Exercise description:
Start with the first line of the records below. Output each line exactly, ending with the one that contains "pub enum ThemeMode".

Exercise input:
╭──

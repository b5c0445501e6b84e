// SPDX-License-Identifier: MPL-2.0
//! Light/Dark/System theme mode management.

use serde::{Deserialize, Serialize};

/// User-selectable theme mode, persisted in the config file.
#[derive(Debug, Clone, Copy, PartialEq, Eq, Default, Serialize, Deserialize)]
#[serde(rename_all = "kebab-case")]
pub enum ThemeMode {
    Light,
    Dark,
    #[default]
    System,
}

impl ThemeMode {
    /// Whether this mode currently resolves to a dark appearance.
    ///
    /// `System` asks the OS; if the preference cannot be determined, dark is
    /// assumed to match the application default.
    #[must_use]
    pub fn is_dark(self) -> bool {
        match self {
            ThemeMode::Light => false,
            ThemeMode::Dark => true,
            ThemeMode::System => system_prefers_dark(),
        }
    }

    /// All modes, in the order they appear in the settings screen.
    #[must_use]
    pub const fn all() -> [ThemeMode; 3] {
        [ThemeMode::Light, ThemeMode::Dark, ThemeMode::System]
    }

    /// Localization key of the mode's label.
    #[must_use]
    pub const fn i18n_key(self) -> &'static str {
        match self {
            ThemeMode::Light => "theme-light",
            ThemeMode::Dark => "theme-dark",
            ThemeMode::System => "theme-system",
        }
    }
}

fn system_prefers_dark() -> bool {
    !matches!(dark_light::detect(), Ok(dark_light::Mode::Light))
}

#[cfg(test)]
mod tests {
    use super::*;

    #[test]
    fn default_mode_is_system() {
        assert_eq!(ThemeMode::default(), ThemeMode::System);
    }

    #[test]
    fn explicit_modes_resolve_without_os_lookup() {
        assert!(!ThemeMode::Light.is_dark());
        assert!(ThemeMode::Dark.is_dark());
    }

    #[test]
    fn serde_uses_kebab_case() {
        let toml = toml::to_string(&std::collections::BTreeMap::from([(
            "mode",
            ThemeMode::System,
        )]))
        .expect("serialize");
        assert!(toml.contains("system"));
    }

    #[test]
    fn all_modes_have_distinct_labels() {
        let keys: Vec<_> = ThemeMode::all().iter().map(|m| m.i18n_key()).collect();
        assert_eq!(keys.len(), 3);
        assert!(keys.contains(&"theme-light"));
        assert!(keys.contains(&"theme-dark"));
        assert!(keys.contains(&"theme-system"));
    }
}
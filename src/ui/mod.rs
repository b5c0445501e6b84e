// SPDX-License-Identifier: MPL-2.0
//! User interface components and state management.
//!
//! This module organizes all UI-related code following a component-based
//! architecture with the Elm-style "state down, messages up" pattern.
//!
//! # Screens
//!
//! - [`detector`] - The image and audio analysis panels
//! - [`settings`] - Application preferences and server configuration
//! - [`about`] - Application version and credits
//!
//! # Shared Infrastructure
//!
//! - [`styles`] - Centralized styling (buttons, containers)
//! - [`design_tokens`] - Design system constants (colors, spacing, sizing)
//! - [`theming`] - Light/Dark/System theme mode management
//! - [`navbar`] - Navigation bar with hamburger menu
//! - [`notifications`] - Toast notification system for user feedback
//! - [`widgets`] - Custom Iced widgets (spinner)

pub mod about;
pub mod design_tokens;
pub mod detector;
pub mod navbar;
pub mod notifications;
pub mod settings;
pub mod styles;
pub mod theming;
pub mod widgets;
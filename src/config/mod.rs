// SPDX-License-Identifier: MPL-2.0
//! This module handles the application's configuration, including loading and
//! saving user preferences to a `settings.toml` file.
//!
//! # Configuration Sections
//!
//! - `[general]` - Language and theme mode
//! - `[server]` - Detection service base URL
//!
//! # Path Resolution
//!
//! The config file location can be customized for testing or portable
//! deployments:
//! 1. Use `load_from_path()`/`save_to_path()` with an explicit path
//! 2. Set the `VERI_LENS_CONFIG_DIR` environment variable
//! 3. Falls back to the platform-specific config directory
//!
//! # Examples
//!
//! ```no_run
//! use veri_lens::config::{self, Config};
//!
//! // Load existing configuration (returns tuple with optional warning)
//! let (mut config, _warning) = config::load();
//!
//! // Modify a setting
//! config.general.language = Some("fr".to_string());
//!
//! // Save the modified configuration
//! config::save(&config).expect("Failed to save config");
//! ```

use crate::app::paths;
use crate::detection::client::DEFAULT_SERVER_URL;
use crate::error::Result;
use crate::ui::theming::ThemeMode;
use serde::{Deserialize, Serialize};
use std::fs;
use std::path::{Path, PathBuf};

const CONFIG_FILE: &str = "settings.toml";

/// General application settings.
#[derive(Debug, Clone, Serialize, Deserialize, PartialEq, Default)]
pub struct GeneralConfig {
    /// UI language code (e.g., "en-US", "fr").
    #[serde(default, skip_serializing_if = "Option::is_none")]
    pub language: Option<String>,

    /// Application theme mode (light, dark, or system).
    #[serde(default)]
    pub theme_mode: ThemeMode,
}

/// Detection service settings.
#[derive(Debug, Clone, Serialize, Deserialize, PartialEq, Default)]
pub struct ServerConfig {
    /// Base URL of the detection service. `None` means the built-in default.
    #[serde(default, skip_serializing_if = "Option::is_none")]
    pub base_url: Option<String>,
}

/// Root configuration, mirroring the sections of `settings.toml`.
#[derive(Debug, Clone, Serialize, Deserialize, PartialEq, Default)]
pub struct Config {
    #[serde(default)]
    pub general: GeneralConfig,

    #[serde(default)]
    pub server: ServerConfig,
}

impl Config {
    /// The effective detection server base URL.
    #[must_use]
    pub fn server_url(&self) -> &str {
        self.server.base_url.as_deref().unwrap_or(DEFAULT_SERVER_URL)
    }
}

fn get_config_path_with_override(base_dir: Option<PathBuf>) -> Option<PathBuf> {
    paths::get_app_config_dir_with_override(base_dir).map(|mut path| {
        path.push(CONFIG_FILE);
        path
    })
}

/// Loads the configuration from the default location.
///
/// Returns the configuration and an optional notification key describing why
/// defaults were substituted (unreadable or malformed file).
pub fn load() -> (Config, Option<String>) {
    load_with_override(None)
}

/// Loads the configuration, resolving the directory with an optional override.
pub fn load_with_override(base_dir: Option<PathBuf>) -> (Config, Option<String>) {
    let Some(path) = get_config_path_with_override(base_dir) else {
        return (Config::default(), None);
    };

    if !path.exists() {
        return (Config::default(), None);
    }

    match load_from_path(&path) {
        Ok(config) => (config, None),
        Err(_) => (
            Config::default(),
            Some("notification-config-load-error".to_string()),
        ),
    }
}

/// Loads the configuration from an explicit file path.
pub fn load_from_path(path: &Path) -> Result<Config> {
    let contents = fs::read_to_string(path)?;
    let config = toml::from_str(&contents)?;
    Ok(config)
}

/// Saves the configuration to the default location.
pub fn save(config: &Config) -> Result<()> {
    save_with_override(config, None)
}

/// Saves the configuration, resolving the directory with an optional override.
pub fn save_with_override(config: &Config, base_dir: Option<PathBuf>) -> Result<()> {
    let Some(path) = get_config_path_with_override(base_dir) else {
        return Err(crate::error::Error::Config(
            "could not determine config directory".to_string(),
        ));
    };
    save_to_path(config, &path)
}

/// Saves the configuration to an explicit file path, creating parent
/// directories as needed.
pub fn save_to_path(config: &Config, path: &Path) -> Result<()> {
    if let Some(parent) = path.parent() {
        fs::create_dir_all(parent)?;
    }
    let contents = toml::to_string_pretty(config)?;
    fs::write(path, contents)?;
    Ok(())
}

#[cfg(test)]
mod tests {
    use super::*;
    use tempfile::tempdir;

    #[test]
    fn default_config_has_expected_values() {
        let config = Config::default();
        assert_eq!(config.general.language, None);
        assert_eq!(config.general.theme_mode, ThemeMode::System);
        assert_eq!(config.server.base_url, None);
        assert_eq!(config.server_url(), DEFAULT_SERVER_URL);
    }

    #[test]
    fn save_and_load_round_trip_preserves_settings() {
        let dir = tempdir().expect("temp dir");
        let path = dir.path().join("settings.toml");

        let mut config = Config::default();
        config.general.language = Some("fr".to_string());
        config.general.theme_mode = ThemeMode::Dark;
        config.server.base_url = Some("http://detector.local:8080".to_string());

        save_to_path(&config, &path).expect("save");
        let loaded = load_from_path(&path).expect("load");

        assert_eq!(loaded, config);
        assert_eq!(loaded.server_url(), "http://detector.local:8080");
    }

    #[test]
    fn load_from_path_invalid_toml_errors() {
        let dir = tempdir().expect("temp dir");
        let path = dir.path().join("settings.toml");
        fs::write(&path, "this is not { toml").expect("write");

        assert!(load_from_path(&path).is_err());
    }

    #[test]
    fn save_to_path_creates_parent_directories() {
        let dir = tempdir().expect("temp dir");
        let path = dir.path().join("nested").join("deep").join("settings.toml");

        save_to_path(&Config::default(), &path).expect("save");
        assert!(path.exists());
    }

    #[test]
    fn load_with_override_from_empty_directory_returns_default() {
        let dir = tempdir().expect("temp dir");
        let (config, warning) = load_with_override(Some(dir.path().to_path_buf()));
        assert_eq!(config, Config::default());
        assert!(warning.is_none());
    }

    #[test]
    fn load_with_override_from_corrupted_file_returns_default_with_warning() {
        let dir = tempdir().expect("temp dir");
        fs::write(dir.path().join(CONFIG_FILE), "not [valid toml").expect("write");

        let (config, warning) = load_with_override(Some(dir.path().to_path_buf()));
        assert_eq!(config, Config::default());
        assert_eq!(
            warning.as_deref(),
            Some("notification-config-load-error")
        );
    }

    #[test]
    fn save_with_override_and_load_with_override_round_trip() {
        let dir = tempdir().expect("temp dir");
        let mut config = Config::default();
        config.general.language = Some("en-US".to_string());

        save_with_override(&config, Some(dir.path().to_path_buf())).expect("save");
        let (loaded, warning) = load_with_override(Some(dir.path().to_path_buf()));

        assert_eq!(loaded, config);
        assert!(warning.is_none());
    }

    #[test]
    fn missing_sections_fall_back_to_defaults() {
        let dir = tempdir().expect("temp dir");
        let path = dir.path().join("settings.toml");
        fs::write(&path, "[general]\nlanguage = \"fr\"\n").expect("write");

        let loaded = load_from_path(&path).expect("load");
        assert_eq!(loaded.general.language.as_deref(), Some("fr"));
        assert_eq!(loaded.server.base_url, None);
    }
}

╰──

Task result:
repository b5c0445501e6b84e
// SPDX-License-Identifier: MPL-2.0
//! Light/Dark/System theme mode management.

use serde::{Deserialize, Serialize};

/// User-selectable theme mode, persisted in the config file.
#[derive(Debug, Clone, Copy, PartialEq, Eq, Default, Serialize, Deserialize)]
#[serde(rename_all = "kebab-case")]
pub enum ThemeMode {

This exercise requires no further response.